_What to produce_.
How many of the lines below hold the word "None"? Answer only with the number.

_Records for processing_.
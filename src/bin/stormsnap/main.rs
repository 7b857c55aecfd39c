// stormsnap - Run the storm headless and dump the water surface
//
// Pipeline:
//   1. Load config (defaults, or a JSON file)
//   2. Step the simulation N frames at a fixed dt
//   3. Log the overlay stats
//   4. Write the height field as a grayscale PNG, one pixel per vertex
//
// Usage: cargo run --bin stormsnap -- [--frames N] [--dt S] [--seed N] [--config file.json] [--out file.png]

mod heightmap;

use std::env;
use std::fs;
use std::path::PathBuf;

use anyhow::{Context, Result, bail};
use storm_engine::{HudStats, Storm, StormConfig};

struct Args {
    frames: u32,
    dt: f32,
    seed: u64,
    config: Option<PathBuf>,
    out: PathBuf,
}

fn parse_args() -> Result<Args> {
    let args: Vec<String> = env::args().collect();
    let mut parsed = Args {
        frames: 300,
        dt: 1.0 / 60.0,
        seed: storm_engine::SimRng::DEFAULT_SEED,
        config: None,
        out: PathBuf::from("water.png"),
    };

    let mut i = 1;
    while i < args.len() {
        let value = args.get(i + 1).map(String::as_str);
        match (args[i].as_str(), value) {
            ("--frames", Some(v)) => parsed.frames = v.parse().context("--frames expects an integer")?,
            ("--dt", Some(v)) => parsed.dt = v.parse().context("--dt expects seconds")?,
            ("--seed", Some(v)) => parsed.seed = v.parse().context("--seed expects an integer")?,
            ("--config", Some(v)) => parsed.config = Some(PathBuf::from(v)),
            ("--out", Some(v)) => parsed.out = PathBuf::from(v),
            (flag, _) => bail!(
                "unexpected argument `{}`\nUsage: {} [--frames N] [--dt S] [--seed N] [--config file.json] [--out file.png]",
                flag,
                args[0]
            ),
        }
        i += 2;
    }

    if !(parsed.dt > 0.0) {
        bail!("--dt must be greater than zero");
    }
    Ok(parsed)
}

fn main() -> Result<()> {
    env_logger::Builder::from_env(env_logger::Env::default().default_filter_or("info")).init();
    let args = parse_args()?;

    let config = match &args.config {
        Some(path) => {
            let json = fs::read_to_string(path)
                .with_context(|| format!("reading config {}", path.display()))?;
            StormConfig::from_json(&json)?
        }
        None => StormConfig::default(),
    };

    let mut storm = Storm::new(config, args.seed)?;

    let mut now = 0.0;
    let mut impacts = 0;
    for _ in 0..args.frames {
        now += args.dt;
        impacts += storm.tick(args.dt, now);
    }

    let stats = HudStats::of(&storm);
    log::info!("{} frames, {:.2}s simulated, {} impacts", args.frames, now, impacts);
    for line in stats.lines() {
        log::info!("{}", line);
    }
    log::debug!("{} impacts found the ripple pool full", storm.dropped_ripples());

    heightmap::write_png(storm.water(), &args.out)
        .with_context(|| format!("writing {}", args.out.display()))?;
    log::info!("wrote {}", args.out.display());
    Ok(())
}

_Response below_.
2